LOS ANGELES — California brown pelicans have recently been dying in large numbers for reasons wildlife officials don’t yet fully understand.
Organizations like the International Bird Rescue Research Center are maxed out, with no more room and little money left to help, spokesman Paul Kelway said.
There are usually about 400 pelicans among the more than 2,000 birds the San Pedro center takes in every year, but it has received more than 300 pelicans in the last three weeks. About 100 sick pelicans from Santa Barbara were sent to the IBRRC’s Northern California center, and a quarter of all the pelicans received at the two centers in the last three weeks have died, Kelway said.

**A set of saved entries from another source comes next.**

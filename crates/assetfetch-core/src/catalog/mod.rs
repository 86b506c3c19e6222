//! Catalog of wanted assets: one entry per destination path, in run order.

mod file;
pub mod naming;

pub use file::{load_catalog, AssetBlock, CatalogFile, SectionBlock};

use crate::media::MediaKind;
use std::collections::HashSet;
use std::io;
use std::path::{Path, PathBuf};

/// One wanted asset. `destination_path` is the idempotency key.
#[derive(Debug, Clone, PartialEq, Eq)]
pub struct AssetCatalogEntry {
    pub destination_path: PathBuf,
    pub section_id: String,
    pub keyword: String,
    pub media_kind: MediaKind,
    /// How many assets the section asked for (context for records and logs).
    pub desired_count: u32,
    /// Known direct URL; bypasses the resolver.
    pub source_url: Option<String>,
    pub title: Option<String>,
    /// Size hint for the skip-if-complete check.
    pub expected_bytes: Option<u64>,
    pub page: Option<String>,
}

impl AssetCatalogEntry {
    /// Entry with the kind derived from the destination's extension.
    pub fn new(
        destination_path: impl Into<PathBuf>,
        section_id: impl Into<String>,
        keyword: impl Into<String>,
    ) -> Result<Self, CatalogError> {
        let destination_path = destination_path.into();
        let media_kind = MediaKind::from_path(&destination_path).ok_or_else(|| {
            CatalogError::UnknownMediaKind {
                path: destination_path.clone(),
            }
        })?;
        Ok(Self {
            destination_path,
            section_id: section_id.into(),
            keyword: keyword.into(),
            media_kind,
            desired_count: 1,
            source_url: None,
            title: None,
            expected_bytes: None,
            page: None,
        })
    }

    pub fn with_source_url(mut self, url: impl Into<String>) -> Self {
        self.source_url = Some(url.into());
        self
    }

    pub fn with_title(mut self, title: impl Into<String>) -> Self {
        self.title = Some(title.into());
        self
    }

    pub fn with_expected_bytes(mut self, bytes: u64) -> Self {
        self.expected_bytes = Some(bytes);
        self
    }

    pub fn with_page(mut self, page: impl Into<String>) -> Self {
        self.page = Some(page.into());
        self
    }

    pub fn file_name(&self) -> String {
        self.destination_path
            .file_name()
            .map(|n| n.to_string_lossy().into_owned())
            .unwrap_or_default()
    }

    /// Title used for placeholders and sidecar records.
    pub fn display_title(&self) -> String {
        match &self.title {
            Some(t) if !t.trim().is_empty() => t.clone(),
            _ => naming::title_case(&self.keyword),
        }
    }

    /// Key of the section group the runner paces between.
    pub fn section_key(&self) -> (Option<&str>, &str) {
        (self.page.as_deref(), self.section_id.as_str())
    }
}

#[derive(Debug, thiserror::Error)]
pub enum CatalogError {
    #[error("read catalog {}: {source}", .path.display())]
    Read {
        path: PathBuf,
        #[source]
        source: io::Error,
    },
    #[error("parse catalog {}: {source}", .path.display())]
    Parse {
        path: PathBuf,
        #[source]
        source: toml::de::Error,
    },
    #[error("duplicate destination {}", .0.display())]
    DuplicatePath(PathBuf),
    #[error("cannot tell media kind of {} from its extension", .path.display())]
    UnknownMediaKind { path: PathBuf },
    #[error("entry {} has an empty keyword", .0.display())]
    EmptyKeyword(PathBuf),
}

/// Ordered, validated list of entries.
#[derive(Debug, Clone, Default)]
pub struct Catalog {
    entries: Vec<AssetCatalogEntry>,
}

impl Catalog {
    /// Validate uniqueness of destination paths; order is preserved.
    pub fn new(entries: Vec<AssetCatalogEntry>) -> Result<Self, CatalogError> {
        let mut seen = HashSet::with_capacity(entries.len());
        for entry in &entries {
            if entry.keyword.trim().is_empty() {
                return Err(CatalogError::EmptyKeyword(entry.destination_path.clone()));
            }
            if !seen.insert(entry.destination_path.as_path()) {
                return Err(CatalogError::DuplicatePath(entry.destination_path.clone()));
            }
        }
        Ok(Self { entries })
    }

    pub fn entries(&self) -> &[AssetCatalogEntry] {
        &self.entries
    }

    pub fn iter(&self) -> std::slice::Iter<'_, AssetCatalogEntry> {
        self.entries.iter()
    }

    pub fn len(&self) -> usize {
        self.entries.len()
    }

    pub fn is_empty(&self) -> bool {
        self.entries.is_empty()
    }

    pub fn get(&self, destination: &Path) -> Option<&AssetCatalogEntry> {
        self.entries.iter().find(|e| e.destination_path == destination)
    }
}

impl<'a> IntoIterator for &'a Catalog {
    type Item = &'a AssetCatalogEntry;
    type IntoIter = std::slice::Iter<'a, AssetCatalogEntry>;

    fn into_iter(self) -> Self::IntoIter {
        self.entries.iter()
    }
}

"Many of them were severely emaciated and hypothermic, and we couldn’t get to them in time,” Kelway said.
The Southern California center released 14 pelicans Wednesday afternoon to make room for more of the ailing birds. At Royal Palms State Beach in San Pedro, rescue workers lined the pet kennels along the rocky shoreline and opened the doors. The pelicans flew right out.
The Coast Guard reported a group of sick birds in the Los Angeles Harbor on Tuesday. Rescue workers found around 30 dead birds and rounded up 30 more that were sick and wet.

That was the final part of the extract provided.